The “good genes” theory of sexual selection postulates that females choose mates that will improve their offspring's fitness through the inheritance of paternal genes. In spite of the attention that this hypothesis has given rise to, the empirical evidence remains sparse, mostly because of the difficulties of controlling for the many environmental factors that may covary with both the paternal phenotype and offspring fitness. Here, we tested the hypothesis that offspring sired by males of a preferred phenotype should have better survival in an endangered bird, the houbara bustard (Chlamydotis undulata undulata).

Methodology/Principal Findings

We tested if natural and experimentally-induced variation in courtship display (following an inflammatory challenge) predicts the survival of offspring. Chicks were produced by artificial insemination of females, ensuring that any effect on survival could only arise from the transfer of paternal genes. One hundred and twenty offspring were equipped with radio transmitters, and their survival monitored in the wild for a year. This allowed assessment of the potential benefits of paternal genes in a natural setting, where birds experience the whole range of environmental hazards. Although natural variation in sire courtship display did not predict offspring survival, sires that withstood the inflammatory insult and maintained their courtship activity sired offspring with the best survival upon release.

Conclusions

This finding is relevant both to enlighten the debate on “good genes” sexual selection and the management of supportive breeding programs.

Introduction

Identifying the benefits of non random mate choice has been a long lasting focus of sexual selection studies [1]. Indicator models of sexual selection assume that exuberant sexual traits have evolved because they signal the quality of their bearers and the choosy sex can therefore gather a benefit for mating with males with a particular phenotype [2][3]. In many organisms, females (usually the choosy sex) can obtain substantial benefits from their mate choice in terms of nuptial gifts, resources transferred with the seminal fluid during the copulation, parental care or more generally resources present in the territory defended by the chosen male [4]. These benefits directly improve female fecundity and confer a selective advantage to choosy females, outweighing the potential cost of choosiness. In many other organisms, however, females do not seem to achieve any direct benefit from their choice, usually because the interaction between sexes is limited to the transfer of genetic material with the male gametes, as for instance in lekking species [5][6] or during extra-pair copulations [7][8]. Giving the cost of choosiness, one might wonder how female preference has evolved in such systems. In addition to direct benefits, it has been suggested that choosy females can gather indirect benefits in terms of paternal genes [see 9 for a recent review]. Such genetic benefits do not directly improve female fecundity but are supposed to enhance offspring survival. Genetic benefits of mate choice can arise because viability genes (so called good genes) are transmitted from the father to the offspring. These genes with additive effects on fitness provide a benefit whatever the genetic background of the female [10][11].

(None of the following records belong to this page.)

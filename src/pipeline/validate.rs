//! Question Validator: candidate bank → verified bank.
//!
//! Two gates. A structural minimum bar drops candidates with a blank
//! question or answer without spending a reasoning call on them. Survivors
//! each get one quality judgment from the reasoning service covering answer
//! uniqueness, distractor plausibility, and grounding in the candidate's
//! own source excerpt; only an affirmative verdict keeps the candidate.
//!
//! Judgments fan out with bounded concurrency. Each verdict (or judgment
//! failure) affects only its own candidate, and the kept set comes out in
//! input order regardless of call completion order.

use crate::model::CandidateQuestion;
use crate::prompts;
use crate::reasoning::{self, TextGenerator};
use futures::stream::{self, StreamExt};
use tracing::{debug, info, warn};

/// Judge candidates and keep only those affirmed by the reasoning service.
pub async fn validate(
    generator: &dyn TextGenerator,
    candidates: Vec<CandidateQuestion>,
    concurrency: usize,
) -> Vec<CandidateQuestion> {
    let submitted = candidates.len();
    let pool: Vec<CandidateQuestion> = candidates
        .into_iter()
        .filter(|c| {
            let ok = !c.text.trim().is_empty() && !c.answer.trim().is_empty();
            if !ok {
                debug!("Dropping structurally incomplete candidate: {:?}", c.text);
            }
            ok
        })
        .collect();

    let verdicts: Vec<(usize, bool)> = stream::iter(pool.iter().enumerate())
        .map(|(idx, candidate)| async move { (idx, judge(generator, candidate).await) })
        .buffer_unordered(concurrency.max(1))
        .collect()
        .await;

    let mut keep = vec![false; pool.len()];
    for (idx, verdict) in verdicts {
        keep[idx] = verdict;
    }

    let verified: Vec<CandidateQuestion> = pool
        .into_iter()
        .zip(keep)
        .filter_map(|(candidate, keep)| keep.then_some(candidate))
        .collect();

    info!("Validation kept {}/{} candidates", verified.len(), submitted);
    verified
}

/// One quality judgment for one candidate; any failure counts as rejection.
async fn judge(generator: &dyn TextGenerator, candidate: &CandidateQuestion) -> bool {
    let payload = match serde_json::to_string(candidate) {
        Ok(payload) => payload,
        Err(e) => {
            warn!("Candidate not serializable ({}); dropped", e);
            return false;
        }
    };

    match generator.generate(&prompts::validate_candidate(&payload)).await {
        Ok(reply) => {
            let keep = reasoning::is_affirmative(&reply);
            if !keep {
                debug!("Reviewer rejected candidate: {:?}", candidate.text);
            }
            keep
        }
        Err(e) => {
            warn!(
                "Judgment call failed for candidate {:?}: {}; dropped",
                candidate.text, e
            );
            false
        }
    }
}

In spite of the enormous interest that indirect sexual selection has given rise to, empirical assessment of the strength of genetic benefits has proven difficult [12]. Some of the best evidence in support to the good genes theory of sexual selection comes from studies on birds and fish. In a seminal paper on a paradigmatic species, Petrie [5] showed that peacocks (Pavo cristatus) with the most ornamented train sired offspring with the fastest growth rate and the best survival prospect. Although very suggestive this study and many others that followed could not completely discard the possibility of maternal effects [such as a differential investment of maternal resources depending on male phenotype [13]]. Artificial insemination is a powerful tool that can be used to disentangle genetic and environmental effects due to maternal investment. Artificial insemination has indeed been adopted in recent studies on fish and the results in general support the idea that more ornamented males tend to sire offspring with improved expression of fitness linked traits [14][15]. Most of these studies have, however, assessed offspring fitness under laboratory conditions. This is understandable given the difficulty to monitor individual survival under natural conditions. However, this also gives rise to the possibility that the fitness consequences of indirect selection might vanish under the environmental conditions experienced in natura.

Here, we take advantage of a houbara bustard (Chlamydotis undulata undulata) supportive breeding program, located at the Emirates Center for Wildlife Propagation (ECWP) in Morocco, to examine the contribution of ‘viability’ paternal genes to offspring fitness. The mating system of houbara bustard is based on a so-called exploded lek [16]. In lekking species, the paternal contribution to reproduction is limited to the transfer of genetic material with the gametes [17]. Lekking species are, therefore, ideal systems to investigate the contribution of paternal genes to offspring fitness. Houbara courtship display is characterized by a circular running with the white ornamental feathers on the neck and the head fully erected. Because courtship is energetically costly [16], [18], females may use this courtship display to assess male quality and in doing so choose the healthiest mates. This idea is corroborated by previous work conducted on this and other species showing that the activation of the inflammatory response decreases the intensity of courtship display [19][20]. In this study, we took advantage of this previous knowledge to investigate whether i) natural variation in courtship display and ii) the male capacity to withstand an inflammatory insult, as signalled by its courtship display, can be used by females as an indicator of good genes in this endangered species. This aim was achieved by experimentally activating the inflammatory response of males and assessing their courtship activity prior to and following the challenge. Semen of these males was collected and used to inseminate females. Offspring produced by these artificial inseminations were then released into the wild (where they were obviously exposed to a range of ecological risks: starvation, predation, pathogens) and their survival monitored through radio tracking.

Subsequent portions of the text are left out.